Elle se caractérise par une grande hétérogénéité. Hétérogénéité des auteurs : journalistes, chercheurs, étudiants, informaticiens, sociologues, acteurs historiques d’Internet, amateurs et internautes passionnés, cadres commerciaux, l’histoire du réseau intéresse de multiples catégories d’auteurs. Diversité des écrits : articles, ouvrages, textes assez bref sur le web, chronologies diverses, témoignages, interviews, textes publicitaires... Mais cette diversité contraste avec une certaine uniformité des contenus, dans l’historiographie « grand-public » du moins.

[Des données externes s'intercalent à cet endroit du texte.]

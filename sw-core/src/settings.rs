//! Tunable engine settings
//!
//! Every field defaults to the matching value in `constants`, so an empty JSON
//! object deserializes to the stock behavior.

use serde::{Deserialize, Serialize};
use std::time::Duration;
use sw_error::{Result, SensorwatchError};

use crate::constants::{health, scoring};

/// Scoring thresholds used by the candidate scorer
#[derive(Debug, Clone, PartialEq, Serialize, Deserialize)]
#[serde(default)]
pub struct ScoringSettings {
    pub exact_match_score: f32,
    pub priority_exact_score: f32,
    pub fuzzy_accept_ratio: f32,
    pub priority_fuzzy_bonus: f32,
    pub min_candidate_score: f32,
}

impl Default for ScoringSettings {
    fn default() -> Self {
        Self {
            exact_match_score: scoring::EXACT_MATCH_SCORE,
            priority_exact_score: scoring::PRIORITY_EXACT_SCORE,
            fuzzy_accept_ratio: scoring::FUZZY_ACCEPT_RATIO,
            priority_fuzzy_bonus: scoring::PRIORITY_FUZZY_BONUS,
            min_candidate_score: scoring::MIN_CANDIDATE_SCORE,
        }
    }
}

/// Circuit breaker settings used by the health tracker
#[derive(Debug, Clone, PartialEq, Eq, Serialize, Deserialize)]
#[serde(default)]
pub struct HealthSettings {
    pub max_consecutive_failures: u32,
    pub initial_backoff_secs: u64,
    pub max_backoff_secs: u64,
}

impl HealthSettings {
    pub fn initial_backoff(&self) -> Duration {
        Duration::from_secs(self.initial_backoff_secs)
    }

    pub fn max_backoff(&self) -> Duration {
        Duration::from_secs(self.max_backoff_secs)
    }
}

impl Default for HealthSettings {
    fn default() -> Self {
        Self {
            max_consecutive_failures: health::MAX_CONSECUTIVE_FAILURES,
            initial_backoff_secs: health::INITIAL_BACKOFF_SECS,
            max_backoff_secs: health::MAX_BACKOFF_SECS,
        }
    }
}

/// All engine tunables
#[derive(Debug, Clone, Default, PartialEq, Serialize, Deserialize)]
#[serde(default)]
pub struct EngineSettings {
    pub scoring: ScoringSettings,
    pub health: HealthSettings,
}

impl EngineSettings {
    /// Reject combinations the engine cannot work with
    pub fn validate(&self) -> Result<()> {
        let s = &self.scoring;
        for (field, value) in [
            ("scoring.exact_match_score", s.exact_match_score),
            ("scoring.priority_exact_score", s.priority_exact_score),
            ("scoring.priority_fuzzy_bonus", s.priority_fuzzy_bonus),
            ("scoring.min_candidate_score", s.min_candidate_score),
        ] {
            if !value.is_finite() || value < 0.0 {
                return Err(SensorwatchError::invalid_config(field, "must be a non-negative number"));
            }
        }
        if !(0.0..=1.0).contains(&s.fuzzy_accept_ratio) {
            return Err(SensorwatchError::invalid_config(
                "scoring.fuzzy_accept_ratio",
                "must be within 0.0..=1.0",
            ));
        }

        let h = &self.health;
        if h.max_consecutive_failures == 0 {
            return Err(SensorwatchError::invalid_config(
                "health.max_consecutive_failures",
                "must be at least 1",
            ));
        }
        if h.initial_backoff_secs == 0 {
            return Err(SensorwatchError::invalid_config(
                "health.initial_backoff_secs",
                "must be at least 1",
            ));
        }
        if h.max_backoff_secs < h.initial_backoff_secs {
            return Err(SensorwatchError::invalid_config(
                "health.max_backoff_secs",
                "must not be smaller than initial_backoff_secs",
            ));
        }
        Ok(())
    }
}
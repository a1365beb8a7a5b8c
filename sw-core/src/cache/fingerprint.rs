//! Hardware fingerprint
//!
//! An order-independent summary of the top-level hardware set. Two enumerations
//! of the same devices produce equal fingerprints regardless of ordering.

use sha2::{Digest, Sha256};
use std::fmt;

use crate::tree::HardwareNode;

#[derive(Debug, Clone, PartialEq, Eq, Hash)]
pub struct HardwareFingerprint(String);

impl HardwareFingerprint {
    /// Build from top-level nodes as sorted `kind:name:id` fragments joined by `|`
    pub fn from_nodes(nodes: &[HardwareNode]) -> Self {
        let mut parts: Vec<String> = nodes
            .iter()
            .map(|n| format!("{}:{}:{}", n.kind, n.name, n.id))
            .collect();
        parts.sort();
        Self(parts.join("|"))
    }

    /// Wrap a stored fingerprint string
    pub fn from_stored(value: impl Into<String>) -> Self {
        Self(value.into())
    }

    pub fn as_str(&self) -> &str {
        &self.0
    }

    /// Short SHA-256 hex digest for logs and reports
    pub fn digest(&self) -> String {
        let hash = Sha256::digest(self.0.as_bytes());
        hash.iter().take(8).map(|b| format!("{:02x}", b)).collect()
    }
}

impl fmt::Display for HardwareFingerprint {
    fn fmt(&self, f: &mut fmt::Formatter<'_>) -> fmt::Result {
        f.write_str(&self.0)
    }
}
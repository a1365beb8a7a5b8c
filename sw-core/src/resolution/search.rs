//! Tree search
//!
//! Walks a hardware node and all of its descendants, scores every sensor and
//! picks the best-ranked candidate. Each decision is written to a trace so the
//! diagnostic report can explain why a sensor was (or was not) chosen.

use tracing::{debug, warn};

use crate::resolution::profiles::{profile_for, MetricProfile};
use crate::resolution::scorer::{score, MatchCandidate};
use crate::settings::ScoringSettings;
use crate::tree::{HardwareNode, HardwareProvider, SensorNode};

/// Score every sensor in the subtree, parent before children, ranked best first.
///
/// Ranking is `(is_priority, score)` descending; the sort is stable so equal
/// candidates keep their encounter order.
pub fn rank_candidates<'a>(
    profile: &MetricProfile,
    root: &'a HardwareNode,
    settings: &ScoringSettings,
) -> Vec<MatchCandidate<'a>> {
    let mut candidates = Vec::new();
    collect(profile, root, settings, &mut candidates);
    candidates.sort_by(|a, b| {
        b.is_priority
            .cmp(&a.is_priority)
            .then_with(|| b.score.total_cmp(&a.score))
    });
    candidates
}

fn collect<'a>(
    profile: &MetricProfile,
    node: &'a HardwareNode,
    settings: &ScoringSettings,
    out: &mut Vec<MatchCandidate<'a>>,
) {
    out.extend(node.sensors.iter().filter_map(|s| score(profile, s, settings)));
    for child in &node.children {
        collect(profile, child, settings, out);
    }
}

fn trace_nodes(node: &HardwareNode, depth: usize, trace: &mut Vec<String>) {
    trace.push(format!("{}reading '{}' ({} sensors)", "  ".repeat(depth), node.name, node.sensors.len()));
    for child in &node.children {
        trace_nodes(child, depth + 1, trace);
    }
}

/// Locate the sensor behind `metric_name` in the subtree rooted at `root`.
///
/// Every node is refreshed through `provider` before its sensors are scored.
/// Refresh failures are traced and the search continues on stale values.
pub fn find_sensor(
    metric_name: &str,
    root: &mut HardwareNode,
    provider: &mut dyn HardwareProvider,
    settings: &ScoringSettings,
    trace: &mut Vec<String>,
) -> Option<SensorNode> {
    let Some(profile) = profile_for(metric_name) else {
        warn!(metric = %metric_name, "No search profile for metric");
        trace.push(format!("No search profile defined for {}", metric_name));
        return None;
    };

    for err in root.refresh_all(provider) {
        trace.push(format!("Refresh failed: {}", err));
    }

    trace.push(format!(
        "Searching {} ({}) under '{}' ({} sensors)",
        metric_name,
        profile.sensor_kind,
        root.name,
        root.sensor_count()
    ));
    trace_nodes(root, 1, trace);

    let candidates = rank_candidates(profile, root, settings);
    let Some(best) = candidates.first() else {
        debug!(metric = %metric_name, hardware = %root.name, "No candidates found");
        trace.push(format!(
            "No {} sensor scored above {:.2}",
            profile.sensor_kind, settings.min_candidate_score
        ));
        return None;
    };

    trace.push(format!(
        "Selected '{}' (score {:.2}, term '{}'{})",
        best.sensor.name,
        best.score,
        best.matched_term,
        if best.is_priority { ", priority" } else { "" }
    ));
    if let Some(runner_up) = candidates.get(1) {
        trace.push(format!(
            "Runner-up '{}' (score {:.2}, term '{}')",
            runner_up.sensor.name, runner_up.score, runner_up.matched_term
        ));
    }

    debug!(
        metric = %metric_name,
        hardware = %root.name,
        sensor = %best.sensor.name,
        score = best.score,
        candidates = candidates.len(),
        "Sensor resolved by search"
    );

    Some(best.sensor.clone())
}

D’où le statut quelque peu problématique de cet ensemble historiographique : discours d’accompagnement, « imaginaire technique », récit mythique, enquête journalistique ou bien recherche historienne ? L’historiographie d’Internet est tout cela à la fois et il n’est pas toujours facile de s’y retrouver. Deux grands traits peuvent la caractériser :

- son caractère auto-référentiel

- sa fonction de mise en récit collective

1.2.1 Une histoire auto-référentielle

L’on sait à quel point Internet est un « média » global, autosuffisant, dont la finalité se trouve en lui-même et ce, dès l’origine : le réseau sert avant tout à communiquer par et pour le réseau et les innombrables avancées techniques trouvent leur légitimation sur le réseau lui-même.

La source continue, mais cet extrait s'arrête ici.